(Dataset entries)
···

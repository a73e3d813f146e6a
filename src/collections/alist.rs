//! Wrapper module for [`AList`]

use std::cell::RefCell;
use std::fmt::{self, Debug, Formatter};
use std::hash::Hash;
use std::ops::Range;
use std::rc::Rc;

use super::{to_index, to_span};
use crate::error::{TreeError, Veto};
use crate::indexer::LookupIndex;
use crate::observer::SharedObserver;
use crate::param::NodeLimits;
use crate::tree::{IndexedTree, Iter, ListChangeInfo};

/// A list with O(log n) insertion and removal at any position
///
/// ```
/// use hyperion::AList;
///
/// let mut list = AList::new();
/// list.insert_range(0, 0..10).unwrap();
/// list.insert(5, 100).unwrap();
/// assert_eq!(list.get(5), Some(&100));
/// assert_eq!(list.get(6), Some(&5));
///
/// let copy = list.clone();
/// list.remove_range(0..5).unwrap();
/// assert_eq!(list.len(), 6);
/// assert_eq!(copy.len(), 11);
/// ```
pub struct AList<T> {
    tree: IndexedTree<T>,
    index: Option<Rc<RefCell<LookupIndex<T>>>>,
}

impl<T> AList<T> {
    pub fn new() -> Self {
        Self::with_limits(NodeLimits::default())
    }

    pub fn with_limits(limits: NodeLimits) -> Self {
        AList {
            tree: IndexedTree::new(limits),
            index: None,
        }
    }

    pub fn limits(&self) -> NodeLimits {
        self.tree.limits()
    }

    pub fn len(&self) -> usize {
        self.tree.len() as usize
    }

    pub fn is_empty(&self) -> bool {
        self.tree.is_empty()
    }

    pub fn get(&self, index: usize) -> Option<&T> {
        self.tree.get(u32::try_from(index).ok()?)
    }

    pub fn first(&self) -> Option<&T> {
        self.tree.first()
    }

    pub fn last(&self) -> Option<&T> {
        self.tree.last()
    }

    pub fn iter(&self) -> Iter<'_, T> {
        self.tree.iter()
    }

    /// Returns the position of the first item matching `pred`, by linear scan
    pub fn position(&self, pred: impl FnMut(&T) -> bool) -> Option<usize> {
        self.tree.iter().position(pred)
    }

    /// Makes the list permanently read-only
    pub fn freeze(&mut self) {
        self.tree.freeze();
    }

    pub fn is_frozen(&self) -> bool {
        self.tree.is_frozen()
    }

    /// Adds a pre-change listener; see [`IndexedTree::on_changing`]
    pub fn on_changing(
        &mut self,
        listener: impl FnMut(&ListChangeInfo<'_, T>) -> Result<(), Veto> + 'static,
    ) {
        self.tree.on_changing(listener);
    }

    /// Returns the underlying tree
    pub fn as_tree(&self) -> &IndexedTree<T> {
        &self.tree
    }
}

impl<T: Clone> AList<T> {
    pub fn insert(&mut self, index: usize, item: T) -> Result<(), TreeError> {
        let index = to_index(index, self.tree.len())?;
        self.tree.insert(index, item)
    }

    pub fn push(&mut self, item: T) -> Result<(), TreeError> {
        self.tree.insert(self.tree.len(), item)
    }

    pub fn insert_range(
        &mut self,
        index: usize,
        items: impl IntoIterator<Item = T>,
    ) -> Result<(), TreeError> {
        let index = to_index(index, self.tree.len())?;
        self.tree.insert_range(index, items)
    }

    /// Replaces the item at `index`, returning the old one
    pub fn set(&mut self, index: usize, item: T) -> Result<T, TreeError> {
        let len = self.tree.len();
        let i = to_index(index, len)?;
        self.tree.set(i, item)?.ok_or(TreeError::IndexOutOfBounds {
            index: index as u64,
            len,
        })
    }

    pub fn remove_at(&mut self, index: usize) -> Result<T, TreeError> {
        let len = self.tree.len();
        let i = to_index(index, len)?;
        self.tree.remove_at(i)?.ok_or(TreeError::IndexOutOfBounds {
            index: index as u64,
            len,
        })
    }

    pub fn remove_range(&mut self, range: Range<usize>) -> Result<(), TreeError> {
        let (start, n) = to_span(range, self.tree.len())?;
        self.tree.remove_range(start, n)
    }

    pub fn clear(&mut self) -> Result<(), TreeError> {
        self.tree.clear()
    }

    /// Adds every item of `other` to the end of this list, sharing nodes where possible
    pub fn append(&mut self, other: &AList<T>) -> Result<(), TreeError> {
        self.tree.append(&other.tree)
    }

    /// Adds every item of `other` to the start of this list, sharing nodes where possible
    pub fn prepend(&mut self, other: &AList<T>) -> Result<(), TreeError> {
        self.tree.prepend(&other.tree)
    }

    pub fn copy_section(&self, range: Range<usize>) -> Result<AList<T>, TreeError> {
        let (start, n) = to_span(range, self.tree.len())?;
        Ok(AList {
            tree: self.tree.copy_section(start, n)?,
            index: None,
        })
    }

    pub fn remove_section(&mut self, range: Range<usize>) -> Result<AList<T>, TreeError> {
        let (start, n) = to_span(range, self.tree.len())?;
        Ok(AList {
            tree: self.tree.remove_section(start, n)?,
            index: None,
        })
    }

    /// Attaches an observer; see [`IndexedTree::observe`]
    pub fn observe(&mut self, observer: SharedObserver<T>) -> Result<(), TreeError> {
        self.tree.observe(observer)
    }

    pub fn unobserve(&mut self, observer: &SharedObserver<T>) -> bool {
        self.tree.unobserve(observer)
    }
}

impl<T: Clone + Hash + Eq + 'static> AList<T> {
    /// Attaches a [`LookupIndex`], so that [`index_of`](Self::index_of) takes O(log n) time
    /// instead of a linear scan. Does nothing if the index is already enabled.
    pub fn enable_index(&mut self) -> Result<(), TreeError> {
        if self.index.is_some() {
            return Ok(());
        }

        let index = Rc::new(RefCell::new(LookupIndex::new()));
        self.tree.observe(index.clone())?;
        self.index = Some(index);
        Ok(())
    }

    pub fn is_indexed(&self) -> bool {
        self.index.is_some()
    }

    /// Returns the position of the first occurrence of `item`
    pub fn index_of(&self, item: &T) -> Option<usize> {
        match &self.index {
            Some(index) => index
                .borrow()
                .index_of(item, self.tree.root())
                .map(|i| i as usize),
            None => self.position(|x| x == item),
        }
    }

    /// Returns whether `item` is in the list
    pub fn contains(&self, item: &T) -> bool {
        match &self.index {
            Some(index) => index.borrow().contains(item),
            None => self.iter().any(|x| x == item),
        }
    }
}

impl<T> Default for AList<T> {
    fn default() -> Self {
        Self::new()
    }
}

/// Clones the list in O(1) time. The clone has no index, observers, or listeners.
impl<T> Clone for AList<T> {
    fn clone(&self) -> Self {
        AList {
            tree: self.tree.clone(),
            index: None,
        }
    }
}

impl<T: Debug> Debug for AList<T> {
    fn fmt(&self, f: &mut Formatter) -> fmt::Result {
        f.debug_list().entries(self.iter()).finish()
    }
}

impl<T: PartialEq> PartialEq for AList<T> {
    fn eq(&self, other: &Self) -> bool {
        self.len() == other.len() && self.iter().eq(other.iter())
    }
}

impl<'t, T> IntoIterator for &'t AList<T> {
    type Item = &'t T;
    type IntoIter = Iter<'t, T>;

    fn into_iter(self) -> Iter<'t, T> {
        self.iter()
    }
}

···

Your task
Every entry above should be transcribed exactly and in full.

Answer
repository a73e3d813f146e6a
filename src/collections/alist.rs
//! Wrapper module for [`AList`]

use std::cell::RefCell;
use std::fmt::{self, Debug, Formatter};
use std::hash::Hash;
use std::ops::Range;
use std::rc::Rc;

use super::{to_index, to_span};
use crate::error::{TreeError, Veto};
use crate::indexer::LookupIndex;
use crate::observer::SharedObserver;
use crate::param::NodeLimits;
use crate::tree::{IndexedTree, Iter, ListChangeInfo};

/// A list with O(log n) insertion and removal at any position
///
/// ```
/// use hyperion::AList;
///
/// let mut list = AList::new();
/// list.insert_range(0, 0..10).unwrap();
/// list.insert(5, 100).unwrap();
/// assert_eq!(list.get(5), Some(&100));
/// assert_eq!(list.get(6), Some(&5));
///
/// let copy = list.clone();
/// list.remove_range(0..5).unwrap();
/// assert_eq!(list.len(), 6);
/// assert_eq!(copy.len(), 11);
/// ```
pub struct AList<T> {
    tree: IndexedTree<T>,
    index: Option<Rc<RefCell<LookupIndex<T>>>>,
}

impl<T> AList<T> {
    pub fn new() -> Self {
        Self::with_limits(NodeLimits::default())
    }

    pub fn with_limits(limits: NodeLimits) -> Self {
        AList {
            tree: IndexedTree::new(limits),
            index: None,
        }
    }

    pub fn limits(&self) -> NodeLimits {
        self.tree.limits()
    }

    pub fn len(&self) -> usize {
        self.tree.len() as usize
    }

    pub fn is_empty(&self) -> bool {
        self.tree.is_empty()
    }

    pub fn get(&self, index: usize) -> Option<&T> {
        self.tree.get(u32::try_from(index).ok()?)
    }

    pub fn first(&self) -> Option<&T> {
        self.tree.first()
    }

    pub fn last(&self) -> Option<&T> {
        self.tree.last()
    }

    pub fn iter(&self) -> Iter<'_, T> {
        self.tree.iter()
    }

    /// Returns the position of the first item matching `pred`, by linear scan
    pub fn position(&self, pred: impl FnMut(&T) -> bool) -> Option<usize> {
        self.tree.iter().position(pred)
    }

    /// Makes the list permanently read-only
    pub fn freeze(&mut self) {
        self.tree.freeze();
    }

    pub fn is_frozen(&self) -> bool {
        self.tree.is_frozen()
    }

    /// Adds a pre-change listener; see [`IndexedTree::on_changing`]
    pub fn on_changing(
        &mut self,
        listener: impl FnMut(&ListChangeInfo<'_, T>) -> Result<(), Veto> + 'static,
    ) {
        self.tree.on_changing(listener);
    }

    /// Returns the underlying tree
    pub fn as_tree(&self) -> &IndexedTree<T> {
        &self.tree
    }
}

impl<T: Clone> AList<T> {
    pub fn insert(&mut self, index: usize, item: T) -> Result<(), TreeError> {
        let index = to_index(index, self.tree.len())?;
        self.tree.insert(index, item)
    }

    pub fn push(&mut self, item: T) -> Result<(), TreeError> {
        self.tree.insert(self.tree.len(), item)
    }

    pub fn insert_range(
        &mut self,
        index: usize,
        items: impl IntoIterator<Item = T>,
    ) -> Result<(), TreeError> {
        let index = to_index(index, self.tree.len())?;
        self.tree.insert_range(index, items)
    }

    /// Replaces the item at `index`, returning the old one
    pub fn set(&mut self, index: usize, item: T) -> Result<T, TreeError> {
        let len = self.tree.len();
        let i = to_index(index, len)?;
        self.tree.set(i, item)?.ok_or(TreeError::IndexOutOfBounds {
            index: index as u64,
            len,
        })
    }

    pub fn remove_at(&mut self, index: usize) -> Result<T, TreeError> {
        let len = self.tree.len();
        let i = to_index(index, len)?;
        self.tree.remove_at(i)?.ok_or(TreeError::IndexOutOfBounds {
            index: index as u64,
            len,
        })
    }

    pub fn remove_range(&mut self, range: Range<usize>) -> Result<(), TreeError> {
        let (start, n) = to_span(range, self.tree.len())?;
        self.tree.remove_range(start, n)
    }

    pub fn clear(&mut self) -> Result<(), TreeError> {
        self.tree.clear()
    }

    /// Adds every item of `other` to the end of this list, sharing nodes where possible
    pub fn append(&mut self, other: &AList<T>) -> Result<(), TreeError> {
        self.tree.append(&other.tree)
    }

    /// Adds every item of `other` to the start of this list, sharing nodes where possible
    pub fn prepend(&mut self, other: &AList<T>) -> Result<(), TreeError> {
        self.tree.prepend(&other.tree)
    }

    pub fn copy_section(&self, range: Range<usize>) -> Result<AList<T>, TreeError> {
        let (start, n) = to_span(range, self.tree.len())?;
        Ok(AList {
            tree: self.tree.copy_section(start, n)?,
            index: None,
        })
    }

    pub fn remove_section(&mut self, range: Range<usize>) -> Result<AList<T>, TreeError> {
        let (start, n) = to_span(range, self.tree.len())?;
        Ok(AList {
            tree: self.tree.remove_section(start, n)?,
            index: None,
        })
    }

    /// Attaches an observer; see [`IndexedTree::observe`]
    pub fn observe(&mut self, observer: SharedObserver<T>) -> Result<(), TreeError> {
        self.tree.observe(observer)
    }

    pub fn unobserve(&mut self, observer: &SharedObserver<T>) -> bool {
        self.tree.unobserve(observer)
    }
}

impl<T: Clone + Hash + Eq + 'static> AList<T> {
    /// Attaches a [`LookupIndex`], so that [`index_of`](Self::index_of) takes O(log n) time
    /// instead of a linear scan. Does nothing if the index is already enabled.
    pub fn enable_index(&mut self) -> Result<(), TreeError> {
        if self.index.is_some() {
            return Ok(());
        }

        let index = Rc::new(RefCell::new(LookupIndex::new()));
        self.tree.observe(index.clone())?;
        self.index = Some(index);
        Ok(())
    }

    pub fn is_indexed(&self) -> bool {
        self.index.is_some()
    }

    /// Returns the position of the first occurrence of `item`
    pub fn index_of(&self, item: &T) -> Option<usize> {
        match &self.index {
            Some(index) => index
                .borrow()
                .index_of(item, self.tree.root())
                .map(|i| i as usize),
            None => self.position(|x| x == item),
        }
    }

    /// Returns whether `item` is in the list
    pub fn contains(&self, item: &T) -> bool {
        match &self.index {
            Some(index) => index.borrow().contains(item),
            None => self.iter().any(|x| x == item),
        }
    }
}

impl<T> Default for AList<T> {
    fn default() -> Self {
        Self::new()
    }
}

/// Clones the list in O(1) time. The clone has no index, observers, or listeners.
impl<T> Clone for AList<T> {
    fn clone(&self) -> Self {
        AList {
            tree: self.tree.clone(),
            index: None,
        }
    }
}

impl<T: Debug> Debug for AList<T> {
    fn fmt(&self, f: &mut Formatter) -> fmt::Result {
        f.debug_list().entries(self.iter()).finish()
    }
}

impl<T: PartialEq> PartialEq for AList<T> {
    fn eq(&self, other: &Self) -> bool {
        self.len() == other.len() && self.iter().eq(other.iter())
    }
}

impl<'t, T> IntoIterator for &'t AList<T> {
    type Item = &'t T;
    type IntoIter = Iter<'t, T>;

    fn into_iter(self) -> Iter<'t, T> {
        self.iter()
    }
}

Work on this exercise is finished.